WHAT IS EXPECTED: Whatever the records say, repeat them exactly as given.

DATA TO PROCESS:
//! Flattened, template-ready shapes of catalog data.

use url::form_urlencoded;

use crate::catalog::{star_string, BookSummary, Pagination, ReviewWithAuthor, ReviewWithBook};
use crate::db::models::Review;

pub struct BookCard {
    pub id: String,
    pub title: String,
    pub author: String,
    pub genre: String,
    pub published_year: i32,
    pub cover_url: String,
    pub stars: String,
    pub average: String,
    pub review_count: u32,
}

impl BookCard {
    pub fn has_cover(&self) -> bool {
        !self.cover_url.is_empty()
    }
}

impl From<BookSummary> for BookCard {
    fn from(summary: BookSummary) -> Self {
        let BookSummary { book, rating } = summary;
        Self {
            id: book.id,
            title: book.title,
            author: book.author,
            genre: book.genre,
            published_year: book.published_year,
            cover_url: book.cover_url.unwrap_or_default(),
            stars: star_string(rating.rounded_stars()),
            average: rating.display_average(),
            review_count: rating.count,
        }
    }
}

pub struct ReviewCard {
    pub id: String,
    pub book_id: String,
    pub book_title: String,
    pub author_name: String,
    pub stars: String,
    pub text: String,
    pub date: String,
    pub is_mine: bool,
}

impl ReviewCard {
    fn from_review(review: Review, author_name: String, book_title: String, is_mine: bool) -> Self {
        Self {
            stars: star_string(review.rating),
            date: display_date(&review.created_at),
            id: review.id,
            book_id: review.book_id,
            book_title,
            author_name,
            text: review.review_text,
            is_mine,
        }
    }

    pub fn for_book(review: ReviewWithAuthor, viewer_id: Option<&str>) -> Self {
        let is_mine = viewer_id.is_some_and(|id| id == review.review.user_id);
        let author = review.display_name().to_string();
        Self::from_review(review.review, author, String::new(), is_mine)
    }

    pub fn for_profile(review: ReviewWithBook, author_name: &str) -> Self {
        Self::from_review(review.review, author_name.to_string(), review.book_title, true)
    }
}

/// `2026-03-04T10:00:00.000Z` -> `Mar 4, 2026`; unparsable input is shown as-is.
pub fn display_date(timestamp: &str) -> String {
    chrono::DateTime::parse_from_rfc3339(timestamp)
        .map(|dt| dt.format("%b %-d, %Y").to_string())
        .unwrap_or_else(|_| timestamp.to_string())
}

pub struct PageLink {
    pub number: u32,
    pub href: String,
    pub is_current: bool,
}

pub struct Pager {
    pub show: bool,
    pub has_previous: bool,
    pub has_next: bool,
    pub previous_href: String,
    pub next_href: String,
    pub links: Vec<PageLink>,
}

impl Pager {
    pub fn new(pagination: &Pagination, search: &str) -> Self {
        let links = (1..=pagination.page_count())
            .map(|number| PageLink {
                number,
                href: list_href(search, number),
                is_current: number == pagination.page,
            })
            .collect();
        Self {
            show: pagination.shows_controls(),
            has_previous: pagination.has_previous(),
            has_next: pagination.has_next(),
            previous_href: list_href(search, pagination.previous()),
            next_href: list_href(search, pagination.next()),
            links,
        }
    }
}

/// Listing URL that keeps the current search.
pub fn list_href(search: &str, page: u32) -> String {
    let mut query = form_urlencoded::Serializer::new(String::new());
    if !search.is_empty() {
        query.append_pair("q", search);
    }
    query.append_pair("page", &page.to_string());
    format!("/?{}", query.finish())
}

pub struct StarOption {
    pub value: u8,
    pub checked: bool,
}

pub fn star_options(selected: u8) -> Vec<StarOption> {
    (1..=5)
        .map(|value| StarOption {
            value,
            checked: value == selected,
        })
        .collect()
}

TASK RESPONSE:
//! Flattened, template-ready shapes of catalog data.

use url::form_urlencoded;

use crate::catalog::{star_string, BookSummary, Pagination, ReviewWithAuthor, ReviewWithBook};
use crate::db::models::Review;

pub struct BookCard {
    pub id: String,
    pub title: String,
    pub author: String,
    pub genre: String,
    pub published_year: i32,
    pub cover_url: String,
    pub stars: String,
    pub average: String,
    pub review_count: u32,
}

impl BookCard {
    pub fn has_cover(&self) -> bool {
        !self.cover_url.is_empty()
    }
}

impl From<BookSummary> for BookCard {
    fn from(summary: BookSummary) -> Self {
        let BookSummary { book, rating } = summary;
        Self {
            id: book.id,
            title: book.title,
            author: book.author,
            genre: book.genre,
            published_year: book.published_year,
            cover_url: book.cover_url.unwrap_or_default(),
            stars: star_string(rating.rounded_stars()),
            average: rating.display_average(),
            review_count: rating.count,
        }
    }
}

pub struct ReviewCard {
    pub id: String,
    pub book_id: String,
    pub book_title: String,
    pub author_name: String,
    pub stars: String,
    pub text: String,
    pub date: String,
    pub is_mine: bool,
}

impl ReviewCard {
    fn from_review(review: Review, author_name: String, book_title: String, is_mine: bool) -> Self {
        Self {
            stars: star_string(review.rating),
            date: display_date(&review.created_at),
            id: review.id,
            book_id: review.book_id,
            book_title,
            author_name,
            text: review.review_text,
            is_mine,
        }
    }

    pub fn for_book(review: ReviewWithAuthor, viewer_id: Option<&str>) -> Self {
        let is_mine = viewer_id.is_some_and(|id| id == review.review.user_id);
        let author = review.display_name().to_string();
        Self::from_review(review.review, author, String::new(), is_mine)
    }

    pub fn for_profile(review: ReviewWithBook, author_name: &str) -> Self {
        Self::from_review(review.review, author_name.to_string(), review.book_title, true)
    }
}

/// `2026-03-04T10:00:00.000Z` -> `Mar 4, 2026`; unparsable input is shown as-is.
pub fn display_date(timestamp: &str) -> String {
    chrono::DateTime::parse_from_rfc3339(timestamp)
        .map(|dt| dt.format("%b %-d, %Y").to_string())
        .unwrap_or_else(|_| timestamp.to_string())
}

pub struct PageLink {
    pub number: u32,
    pub href: String,
    pub is_current: bool,
}

pub struct Pager {
    pub show: bool,
    pub has_previous: bool,
    pub has_next: bool,
    pub previous_href: String,
    pub next_href: String,
    pub links: Vec<PageLink>,
}

impl Pager {
    pub fn new(pagination: &Pagination, search: &str) -> Self {
        let links = (1..=pagination.page_count())
            .map(|number| PageLink {
                number,
                href: list_href(search, number),
                is_current: number == pagination.page,
            })
            .collect();
        Self {
            show: pagination.shows_controls(),
            has_previous: pagination.has_previous(),
            has_next: pagination.has_next(),
            previous_href: list_href(search, pagination.previous()),
            next_href: list_href(search, pagination.next()),
            links,
        }
    }
}

/// Listing URL that keeps the current search.
pub fn list_href(search: &str, page: u32) -> String {
    let mut query = form_urlencoded::Serializer::new(String::new());
    if !search.is_empty() {
        query.append_pair("q", search);
    }
    query.append_pair("page", &page.to_string());
    format!("/?{}", query.finish())
}

pub struct StarOption {
    pub value: u8,
    pub checked: bool,
}

pub fn star_options(selected: u8) -> Vec<StarOption> {
    (1..=5)
        .map(|value| StarOption {
            value,
            checked: value == selected,
        })
        .collect()
}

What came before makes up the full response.